Assigned task - With both ends included, repeat exactly the lines of the entries below from the one containing "and pool threads." down to the one containing "pub fn dec_conn(&self)", and no others.

★ ★ ★

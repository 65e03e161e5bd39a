// src/extract/markdown.rs
// =============================================================================
// Extracts links from plain text and Markdown documents.
//
// Pages are separated by form feed characters (\x0c), which is how
// `pdftotext` marks page breaks. Page N is the text after the (N-1)-th form
// feed. A document without form feeds is a single page.
//
// Within a page we collect:
// - Markdown links and autolinks: [text](https://...) and <https://...>
// - Bare http(s):// tokens in ordinary text
//
// Only http:// and https:// links are kept; mailto:, relative paths etc. are
// skipped.
// =============================================================================

use super::is_http_link;
use crate::links::LinkRecord;
use pulldown_cmark::{Event, Parser, Tag};

const PAGE_SEPARATOR: char = '\x0c';

// Characters that commonly end a sentence or wrap a URL in prose and are
// almost never the last character of the URL itself.
const TRAILING_PUNCTUATION: &[char] = &['.', ',', ';', ':', '!', '?', ')', ']', '>', '"', '\''];

pub fn extract_markdown_links(text: &str) -> Vec<LinkRecord> {
    let mut links = Vec::new();

    for (index, page_text) in text.split(PAGE_SEPARATOR).enumerate() {
        let page = index as u32 + 1;
        for url in page_links(page_text) {
            links.push(LinkRecord::pending(url, page));
        }
    }

    links
}

// Collects the links of a single page in reading order.
fn page_links(markdown: &str) -> Vec<String> {
    let mut links = Vec::new();

    // Depth of nested link tags; text inside a link is its label, not a URL
    // of its own
    let mut link_depth = 0usize;

    // pulldown-cmark may emit one run of text as several Text events, so we
    // buffer them and scan the whole run at once
    let mut text_run = String::new();

    for event in Parser::new(markdown) {
        match event {
            Event::Start(Tag::Link(_link_type, dest_url, _title)) => {
                scan_bare_urls(&text_run, &mut links);
                text_run.clear();

                link_depth += 1;
                let url = dest_url.to_string();
                if is_http_link(&url) {
                    links.push(url);
                }
            }
            Event::End(Tag::Link(..)) => {
                text_run.clear();
                link_depth = link_depth.saturating_sub(1);
            }
            Event::Text(text) | Event::Code(text) if link_depth == 0 => {
                text_run.push_str(&text);
            }
            Event::SoftBreak | Event::HardBreak => {
                text_run.push(' ');
            }
            _ => {
                scan_bare_urls(&text_run, &mut links);
                text_run.clear();
            }
        }
    }
    scan_bare_urls(&text_run, &mut links);

    links
}

fn scan_bare_urls(text: &str, links: &mut Vec<String>) {
    for token in text.split_whitespace() {
        // Earliest scheme wins, so an https:// URL carrying an http:// URL in
        // its query keeps its own prefix
        let start = match ["http://", "https://"]
            .iter()
            .filter_map(|scheme| token.find(scheme))
            .min()
        {
            Some(start) => start,
            None => continue,
        };
        let candidate = token[start..].trim_end_matches(TRAILING_PUNCTUATION);
        if is_http_link(candidate) && candidate.len() > "http://".len() {
            links.push(candidate.to_string());
        }
    }
}

#[cfg(test)]
mod tests {
    use super::*;

    fn urls(records: &[LinkRecord]) -> Vec<&str> {
        records.iter().map(|r| r.url.as_str()).collect()
    }

    #[test]
    fn test_extract_simple_link() {
        let links = extract_markdown_links("Check out [Rust](https://www.rust-lang.org)!");
        assert_eq!(urls(&links), vec!["https://www.rust-lang.org"]);
        assert_eq!(links[0].page, 1);
        assert_eq!(links[0].status, None);
    }

    #[test]
    fn test_pages_split_on_form_feed() {
        let text = "intro https://a.example/one\x0cnothing here\x0csee [b](https://b.example/)";
        let links = extract_markdown_links(text);

        assert_eq!(links.len(), 2);
        assert_eq!(links[0].url, "https://a.example/one");
        assert_eq!(links[0].page, 1);
        assert_eq!(links[1].url, "https://b.example/");
        assert_eq!(links[1].page, 3);
    }

    #[test]
    fn test_bare_url_trailing_punctuation() {
        let links = extract_markdown_links("Visit https://ok.example/a. Or (https://ok.example/b), ok?");
        assert_eq!(
            urls(&links),
            vec!["https://ok.example/a", "https://ok.example/b"]
        );
    }

    #[test]
    fn test_link_label_is_not_scanned() {
        let links = extract_markdown_links("[https://label.example](https://target.example)");
        assert_eq!(urls(&links), vec!["https://target.example"]);
    }

    #[test]
    fn test_autolink() {
        let links = extract_markdown_links("<https://auto.example/x>");
        assert_eq!(urls(&links), vec!["https://auto.example/x"]);
    }

    #[test]
    fn test_skip_mailto_and_relative_links() {
        let links = extract_markdown_links("[email](mailto:test@example.com) [docs](./docs/README.md)");
        assert!(links.is_empty());
    }

    #[test]
    fn test_nested_http_url_keeps_outer_https_prefix() {
        let links = extract_markdown_links("see https://a.example/login?next=http://b.example/x now");
        assert_eq!(urls(&links), vec!["https://a.example/login?next=http://b.example/x"]);
    }

    #[test]
    fn test_url_across_line_break_is_two_tokens() {
        let links = extract_markdown_links("first https://a.example\nsecond https://b.example");
        assert_eq!(urls(&links), vec!["https://a.example", "https://b.example"]);
    }
}
// src/error.rs
// =============================================================================
// Error type for the checker core.
//
// Per-URL failures are never errors: they become status 0 inside the
// verifier. What remains here are structural and whole-batch failures:
// - InvalidInput: the request was not a list of URLs (HTTP 400)
// - Internal: a batch could not be processed (HTTP 500)
// - Service / Transport: a chunk never reached, or was rejected by, the
//   verifier service
// - Io / Json / Pdf / Config: reading inputs and configuration
// =============================================================================

use thiserror::Error;

#[derive(Debug, Error)]
pub enum CheckerError {
    /// The request body is not `{ "urls": [string, ...] }`.
    #[error("invalid input: {0}")]
    InvalidInput(String),

    /// Unexpected failure while verifying a batch.
    #[error("internal error: {0}")]
    Internal(String),

    /// The verifier service answered with a non-success status.
    #[error("verifier service returned {status}: {message}")]
    Service { status: u16, message: String },

    /// The verifier service could not be reached.
    #[error("HTTP request failed: {0}")]
    Transport(#[from] reqwest::Error),

    #[error("IO error: {0}")]
    Io(#[from] std::io::Error),

    #[error("JSON error: {0}")]
    Json(#[from] serde_json::Error),

    #[error("PDF error: {0}")]
    Pdf(#[from] lopdf::Error),

    #[error("config error: {0}")]
    Config(#[from] toml::de::Error),
}

impl CheckerError {
    /// HTTP status the verifier endpoint answers with for this error.
    pub fn http_status(&self) -> u16 {
        match self {
            CheckerError::InvalidInput(_) => 400,
            _ => 500,
        }
    }
}

pub type Result<T> = std::result::Result<T, CheckerError>;

#[cfg(test)]
mod tests {
    use super::*;

    #[test]
    fn test_http_status_mapping() {
        assert_eq!(CheckerError::InvalidInput("x".into()).http_status(), 400);
        assert_eq!(CheckerError::Internal("x".into()).http_status(), 500);
    }
}
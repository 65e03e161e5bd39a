// src/dispatch/verifier.rs
// =============================================================================
// Where a chunk of URLs gets verified.
//
// The dispatcher only needs "give me results for these URLs". Two ways to
// answer that:
// - LocalVerifier: run the verifier in this process
// - RemoteVerifier: POST the chunk to a verifier service
//   (`pdf-link-checker serve`, or anything speaking the same JSON)
// =============================================================================

use crate::checker::Verifier;
use crate::error::{CheckerError, Result};
use crate::links::{CheckRequest, CheckResponse, CheckResult, ErrorResponse};
use async_trait::async_trait;
use reqwest::Client;

/// Verifies one chunk of URLs.
///
/// An `Err` means the whole chunk made no progress. Per-URL failures are
/// reported inside the results as status 0.
#[async_trait]
pub trait VerifyBatch: Send + Sync {
    async fn verify(&self, urls: &[String]) -> Result<Vec<CheckResult>>;
}

pub struct LocalVerifier {
    verifier: Verifier,
}

impl LocalVerifier {
    pub fn new(verifier: Verifier) -> Self {
        Self { verifier }
    }
}

#[async_trait]
impl VerifyBatch for LocalVerifier {
    async fn verify(&self, urls: &[String]) -> Result<Vec<CheckResult>> {
        self.verifier.check_links(urls).await
    }
}

/// Client for a verifier service endpoint.
pub struct RemoteVerifier {
    http: Client,
    endpoint: String,
}

impl RemoteVerifier {
    pub fn new(endpoint: impl Into<String>) -> Result<Self> {
        let http = Client::builder().build()?;

        Ok(Self {
            http,
            endpoint: endpoint.into(),
        })
    }
}

#[async_trait]
impl VerifyBatch for RemoteVerifier {
    async fn verify(&self, urls: &[String]) -> Result<Vec<CheckResult>> {
        let request = CheckRequest {
            urls: urls.to_vec(),
        };

        let response = self.http.post(&self.endpoint).json(&request).send().await?;

        let status = response.status();
        if !status.is_success() {
            // Prefer the service's own `{ "error": ... }` message
            let message = match response.json::<ErrorResponse>().await {
                Ok(body) => body.error,
                Err(_) => status
                    .canonical_reason()
                    .unwrap_or("Unknown error")
                    .to_string(),
            };
            return Err(CheckerError::Service {
                status: status.as_u16(),
                message,
            });
        }

        let body: CheckResponse = response.json().await?;
        Ok(body.results)
    }
}
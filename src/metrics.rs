// src/metrics.rs
use std::sync::atomic::{AtomicU64, Ordering};

/// Engine-wide counters, updated from reactor and pool threads.
#[derive(Debug, Default)]
pub struct EngineMetrics {
    pub active_conns: AtomicU64,
    pub total_requests: AtomicU64,
    pub bytes_sent: AtomicU64,
}

impl EngineMetrics {
    pub fn new() -> Self {
        Self::default()
    }

    pub fn inc_conn(&self) {
        self.active_conns.fetch_add(1, Ordering::Relaxed);
    }

    pub fn dec_conn(&self) {
        self.active_conns.fetch_sub(1, Ordering::Relaxed);
    }

    pub fn inc_req(&self) {
        self.total_requests.fetch_add(1, Ordering::Relaxed);
    }

    pub fn add_bytes(&self, n: u64) {
        self.bytes_sent.fetch_add(n, Ordering::Relaxed);
    }

    pub fn snapshot(&self) -> (u64, u64, u64) {
        (
            self.active_conns.load(Ordering::Relaxed),
            self.total_requests.load(Ordering::Relaxed),
            self.bytes_sent.load(Ordering::Relaxed),
        )
    }
}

★ ★ ★

Answer box -
/// Engine-wide counters, updated from reactor and pool threads.
#[derive(Debug, Default)]
pub struct EngineMetrics {
    pub active_conns: AtomicU64,
    pub total_requests: AtomicU64,
    pub bytes_sent: AtomicU64,
}

impl EngineMetrics {
    pub fn new() -> Self {
        Self::default()
    }

    pub fn inc_conn(&self) {
        self.active_conns.fetch_add(1, Ordering::Relaxed);
    }

    pub fn dec_conn(&self) {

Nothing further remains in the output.